= Beginning of Section =

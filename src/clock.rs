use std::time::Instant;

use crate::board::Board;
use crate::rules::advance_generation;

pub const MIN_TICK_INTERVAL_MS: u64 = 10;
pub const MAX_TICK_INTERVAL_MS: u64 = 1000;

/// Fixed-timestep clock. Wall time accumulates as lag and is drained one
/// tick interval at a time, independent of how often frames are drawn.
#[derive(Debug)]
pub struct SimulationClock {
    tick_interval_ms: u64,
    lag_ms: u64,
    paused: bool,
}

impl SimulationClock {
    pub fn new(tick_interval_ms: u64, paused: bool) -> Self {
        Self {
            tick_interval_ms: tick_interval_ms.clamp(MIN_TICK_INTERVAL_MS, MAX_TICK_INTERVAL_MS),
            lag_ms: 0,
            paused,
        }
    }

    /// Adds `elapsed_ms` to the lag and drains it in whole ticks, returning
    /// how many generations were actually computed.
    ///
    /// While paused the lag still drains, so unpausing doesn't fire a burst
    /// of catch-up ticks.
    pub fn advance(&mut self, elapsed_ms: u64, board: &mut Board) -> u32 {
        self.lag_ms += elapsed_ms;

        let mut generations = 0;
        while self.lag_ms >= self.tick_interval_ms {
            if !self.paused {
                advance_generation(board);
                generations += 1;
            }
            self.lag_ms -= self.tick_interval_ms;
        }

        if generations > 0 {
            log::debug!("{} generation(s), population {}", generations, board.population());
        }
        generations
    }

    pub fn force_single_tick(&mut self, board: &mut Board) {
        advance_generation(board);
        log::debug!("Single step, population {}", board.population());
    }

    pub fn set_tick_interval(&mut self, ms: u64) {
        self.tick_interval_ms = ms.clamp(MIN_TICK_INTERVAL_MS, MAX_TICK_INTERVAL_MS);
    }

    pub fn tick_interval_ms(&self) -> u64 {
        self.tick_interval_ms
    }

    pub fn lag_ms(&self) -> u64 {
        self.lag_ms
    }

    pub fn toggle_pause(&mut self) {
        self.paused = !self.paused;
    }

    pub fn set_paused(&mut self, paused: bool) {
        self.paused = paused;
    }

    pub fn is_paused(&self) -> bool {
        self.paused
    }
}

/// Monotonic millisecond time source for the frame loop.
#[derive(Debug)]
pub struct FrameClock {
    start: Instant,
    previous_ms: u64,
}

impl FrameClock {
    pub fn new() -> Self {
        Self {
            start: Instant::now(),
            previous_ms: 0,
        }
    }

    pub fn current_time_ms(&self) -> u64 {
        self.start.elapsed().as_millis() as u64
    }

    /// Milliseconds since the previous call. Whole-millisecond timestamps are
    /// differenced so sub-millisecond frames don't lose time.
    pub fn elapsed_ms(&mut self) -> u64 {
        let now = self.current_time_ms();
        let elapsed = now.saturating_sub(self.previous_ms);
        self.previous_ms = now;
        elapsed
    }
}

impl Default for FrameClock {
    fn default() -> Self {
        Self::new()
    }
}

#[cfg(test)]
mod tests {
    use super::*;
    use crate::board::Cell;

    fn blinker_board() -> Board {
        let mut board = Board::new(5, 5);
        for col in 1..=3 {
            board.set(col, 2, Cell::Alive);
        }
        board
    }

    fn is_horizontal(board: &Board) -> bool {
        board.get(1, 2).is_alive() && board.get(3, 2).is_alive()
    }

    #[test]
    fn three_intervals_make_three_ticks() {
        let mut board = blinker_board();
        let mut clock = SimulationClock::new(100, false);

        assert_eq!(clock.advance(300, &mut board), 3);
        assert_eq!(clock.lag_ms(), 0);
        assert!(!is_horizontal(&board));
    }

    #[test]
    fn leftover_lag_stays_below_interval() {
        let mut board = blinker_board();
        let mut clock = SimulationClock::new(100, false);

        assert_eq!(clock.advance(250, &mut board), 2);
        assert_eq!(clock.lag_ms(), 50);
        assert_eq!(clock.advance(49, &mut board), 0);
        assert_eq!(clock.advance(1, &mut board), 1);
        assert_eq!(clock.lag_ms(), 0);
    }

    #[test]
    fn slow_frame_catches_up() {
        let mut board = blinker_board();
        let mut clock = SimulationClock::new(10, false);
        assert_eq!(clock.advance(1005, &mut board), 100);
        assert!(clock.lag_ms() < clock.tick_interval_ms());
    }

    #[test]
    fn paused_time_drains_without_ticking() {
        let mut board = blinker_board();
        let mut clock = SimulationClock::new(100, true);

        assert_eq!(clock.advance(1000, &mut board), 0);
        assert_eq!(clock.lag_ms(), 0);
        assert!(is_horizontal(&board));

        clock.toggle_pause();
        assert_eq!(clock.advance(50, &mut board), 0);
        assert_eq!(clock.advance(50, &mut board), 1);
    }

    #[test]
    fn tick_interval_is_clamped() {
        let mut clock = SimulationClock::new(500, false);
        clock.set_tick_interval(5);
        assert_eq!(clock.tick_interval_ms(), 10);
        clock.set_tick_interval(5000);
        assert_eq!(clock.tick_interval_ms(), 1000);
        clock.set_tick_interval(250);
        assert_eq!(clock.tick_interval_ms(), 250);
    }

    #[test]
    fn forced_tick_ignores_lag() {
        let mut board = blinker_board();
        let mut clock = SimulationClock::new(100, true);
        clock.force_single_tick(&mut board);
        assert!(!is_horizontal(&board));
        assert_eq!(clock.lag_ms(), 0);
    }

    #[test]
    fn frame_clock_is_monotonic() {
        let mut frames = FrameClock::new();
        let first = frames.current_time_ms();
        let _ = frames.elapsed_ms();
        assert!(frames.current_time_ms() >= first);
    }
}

= End of Section =

* _INSTRUCTIONS FOR THE TASK_: Looking only at the listing, say how many lines include "millisecond"; reply with the number alone.

* _EXERCISE RESULT_: 3